» **Instructions to follow**:
Looking through the data, please report how many lines contain the string "VALUES", giving nothing but the number.

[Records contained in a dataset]
• • •

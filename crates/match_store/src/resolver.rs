//! Get-or-create for leagues and teams keyed by normalized natural keys.

use anyhow::{Context, Result};
use rusqlite::{params, Connection, OptionalExtension};
use unicode_normalization::UnicodeNormalization;

/// Natural-key form of a display name: NFC, lowercased, whitespace collapsed.
/// Punctuation is kept so "F.C. Porto" and "FC Porto" stay distinct.
pub fn normalize_key(raw: &str) -> String {
    raw.nfc()
        .collect::<String>()
        .to_lowercase()
        .split_whitespace()
        .collect::<Vec<_>>()
        .join(" ")
}

fn clean(value: Option<&str>) -> Option<&str> {
    value.map(str::trim).filter(|v| !v.is_empty())
}

/// League id for (name, country). `None` when the name is absent or blank.
///
/// An existing league gets its logo/flag refreshed only when the incoming
/// value is non-empty and differs from the stored one.
pub fn get_or_create_league(
    conn: &Connection,
    name: Option<&str>,
    country: Option<&str>,
    flag_class: Option<&str>,
    logo_url: Option<&str>,
    now: &str,
) -> Result<Option<i64>> {
    let Some(name) = clean(name) else {
        return Ok(None);
    };
    let country = clean(country);
    let flag_class = clean(flag_class);
    let logo_url = clean(logo_url);

    let name_key = normalize_key(name);
    // absent country keys as '' so the UNIQUE pair still deduplicates
    let country_key = country.map(normalize_key).unwrap_or_default();

    let existing: Option<(i64, Option<String>, Option<String>)> = conn
        .query_row(
            "SELECT id, flag_class, logo_url FROM leagues WHERE name_key = ?1 AND country_key = ?2",
            params![name_key, country_key],
            |r| Ok((r.get(0)?, r.get(1)?, r.get(2)?)),
        )
        .optional()
        .with_context(|| format!("lookup league {name:?}"))?;

    if let Some((id, stored_flag, stored_logo)) = existing {
        let new_flag = flag_class.filter(|f| stored_flag.as_deref() != Some(*f));
        let new_logo = logo_url.filter(|l| stored_logo.as_deref() != Some(*l));
        if new_flag.is_some() || new_logo.is_some() {
            conn.execute(
                "UPDATE leagues SET
                    flag_class = COALESCE(?2, flag_class),
                    logo_url = COALESCE(?3, logo_url),
                    updated_at = ?4
                 WHERE id = ?1",
                params![id, new_flag, new_logo, now],
            )
            .with_context(|| format!("update league {id}"))?;
        }
        return Ok(Some(id));
    }

    conn.execute(
        "INSERT INTO leagues(name, country, name_key, country_key, flag_class, logo_url, created_at, updated_at)
         VALUES (?1, ?2, ?3, ?4, ?5, ?6, ?7, ?7)",
        params![name, country, name_key, country_key, flag_class, logo_url, now],
    )
    .with_context(|| format!("insert league {name:?}"))?;

    Ok(Some(conn.last_insert_rowid()))
}

/// Team id for `name`. Same logo rule as leagues.
pub fn get_or_create_team(
    conn: &Connection,
    name: Option<&str>,
    logo_url: Option<&str>,
    now: &str,
) -> Result<Option<i64>> {
    let Some(name) = clean(name) else {
        return Ok(None);
    };
    let logo_url = clean(logo_url);
    let name_key = normalize_key(name);

    let existing: Option<(i64, Option<String>)> = conn
        .query_row(
            "SELECT id, logo_url FROM teams WHERE name_key = ?1",
            params![name_key],
            |r| Ok((r.get(0)?, r.get(1)?)),
        )
        .optional()
        .with_context(|| format!("lookup team {name:?}"))?;

    if let Some((id, stored_logo)) = existing {
        if let Some(logo) = logo_url.filter(|l| stored_logo.as_deref() != Some(*l)) {
            conn.execute(
                "UPDATE teams SET logo_url = ?2, updated_at = ?3 WHERE id = ?1",
                params![id, logo, now],
            )
            .with_context(|| format!("update team {id} logo"))?;
        }
        return Ok(Some(id));
    }

    conn.execute(
        "INSERT INTO teams(name, name_key, logo_url, created_at, updated_at) VALUES (?1, ?2, ?3, ?4, ?4)",
        params![name, name_key, logo_url, now],
    )
    .with_context(|| format!("insert team {name:?}"))?;

    Ok(Some(conn.last_insert_rowid()))
}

• • •

» **Answer to the problem**:
2